Grün räumt ein, „die Fälle lasten schwer auf der hessischen Polizei“. Interne Ermittlungen sind oft delikat. Der Zusammenhalt in Polizeireihen ist groß. Kritiker sprechen von einem falsch verstandenen Korpsgeist. Grün: „Wir kommen da wirklich sehr schlecht voran.“
Esken: Rechtsextremismus entschlossener zu bekämpfen
SPD-Chefin Saskia Esken dagegen rief die Politik dazu auf, Rechtsextremismus bei der Polizei entschlossener zu bekämpfen. „In den letzten Monaten häufen sich die Hinweise auf rechtsextreme und gewaltbereite Täter und Netzwerke in den Reihen der Sicherheitsbehörden“, sagte sie unserer Redaktion. „Für die Politik muss das ein Alarmzeichen sein, jetzt endlich konsequent zu handeln.“
Die Verdachtsfälle bei der hessischen Polizei müssten auch den politisch Verantwortlichen deutlich machen, „dass es sich hier nicht um bedauerliche Einzelfälle handelt“, betonte Esken. Die Empfängerinnen der Drohmails hätten eine lückenlose Aufklärung der Hintergründe verdient.

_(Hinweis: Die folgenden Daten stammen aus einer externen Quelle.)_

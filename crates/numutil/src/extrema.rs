//! Absolute value and minimum/maximum selection.
//!
//! The slice forms [`min_n`] and [`max_n`] unroll the comparison chains for
//! two, three and four elements, which covers the common call sites, and
//! fall back to a linear scan otherwise. Every path keeps the running
//! extremum and replaces it only on a strict comparison, so ties, signed
//! zeros and `NaN` resolve the same way whatever the slice length.

use crate::types::{Numeric, SignedNumeric};

/// Returns the absolute value of a signed number.
///
/// Negating the minimum value of a signed integer type follows the usual
/// arithmetic overflow rules.
///
/// # Examples
/// ```
/// use numutil::abs;
/// assert_eq!(abs(-10i32), 10);
/// assert_eq!(abs(2.5f64), 2.5);
/// ```
#[inline]
pub fn abs<T: SignedNumeric>(x: T) -> T {
    if x < T::zero() {
        -x
    } else {
        x
    }
}

/// Returns the smaller of two values.
#[inline]
pub fn min<T: Numeric>(x: T, y: T) -> T {
    if x < y {
        x
    } else {
        y
    }
}

/// Returns the larger of two values.
#[inline]
pub fn max<T: Numeric>(x: T, y: T) -> T {
    if x > y {
        x
    } else {
        y
    }
}

#[inline]
fn keep_min<T: Numeric>(acc: T, x: T) -> T {
    if x < acc {
        x
    } else {
        acc
    }
}

#[inline]
fn keep_max<T: Numeric>(acc: T, x: T) -> T {
    if x > acc {
        x
    } else {
        acc
    }
}

/// Returns the minimum of the given values.
///
/// An empty slice yields `T::zero()`. The first occurrence of the minimum
/// wins.
///
/// # Examples
/// ```
/// use numutil::min_n;
/// assert_eq!(min_n(&[100, 50, 10]), 10);
/// assert_eq!(min_n::<u8>(&[]), 0);
/// ```
pub fn min_n<T: Numeric>(xs: &[T]) -> T {
    match *xs {
        [] => T::zero(),
        [a] => a,
        [a, b] => keep_min(a, b),
        [a, b, c] => keep_min(keep_min(a, b), c),
        [a, b, c, d] => keep_min(keep_min(keep_min(a, b), c), d),
        [first, ref rest @ ..] => rest.iter().fold(first, |acc, &x| keep_min(acc, x)),
    }
}

/// Returns the maximum of the given values.
///
/// An empty slice yields `T::zero()`. The first occurrence of the maximum
/// wins.
///
/// # Examples
/// ```
/// use numutil::max_n;
/// assert_eq!(max_n(&[10, 50, 100]), 100);
/// assert_eq!(max_n::<f64>(&[]), 0.0);
/// ```
pub fn max_n<T: Numeric>(xs: &[T]) -> T {
    match *xs {
        [] => T::zero(),
        [a] => a,
        [a, b] => keep_max(a, b),
        [a, b, c] => keep_max(keep_max(a, b), c),
        [a, b, c, d] => keep_max(keep_max(keep_max(a, b), c), d),
        [first, ref rest @ ..] => rest.iter().fold(first, |acc, &x| keep_max(acc, x)),
    }
}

Unterbau der Polizei umgangen
Innenminister Beuth übertrug die Ermittlungen nun dem Direktor der Kriminaldirektion im Polizeipräsidium Frankfurt, Hanspeter Mener. Der 54 Jahre alte Kriminalist soll direkt der Präsidentin des Landeskriminalamtes, Sabine Thurau berichten. So wird der Unterbau der Polizei umgangen. Beuth legt einen Bypass.
Mener soll die Fälle analysieren. „Ziel ist es, den oder die Täter aus der Anonymität zu reißen“, so Beuth. Mener ist ein Profi, bis 2018 war er für die Bekämpfung von schwerer und organisierter Kriminalität zuständig. Basay-Yildiz macht sich ihren Reim auf die Sonderermittlung.
Man fühle sich „wie ein Mensch zweiter Klasse“. Nachdem sie 2018 mehrere Morddrohungen erhalten hatte, hat sich Beuth nie bei ihr gemeldet. Den Sonderermittler setzte er ein, als mit Wissler eine Politikerin bedroht wurde.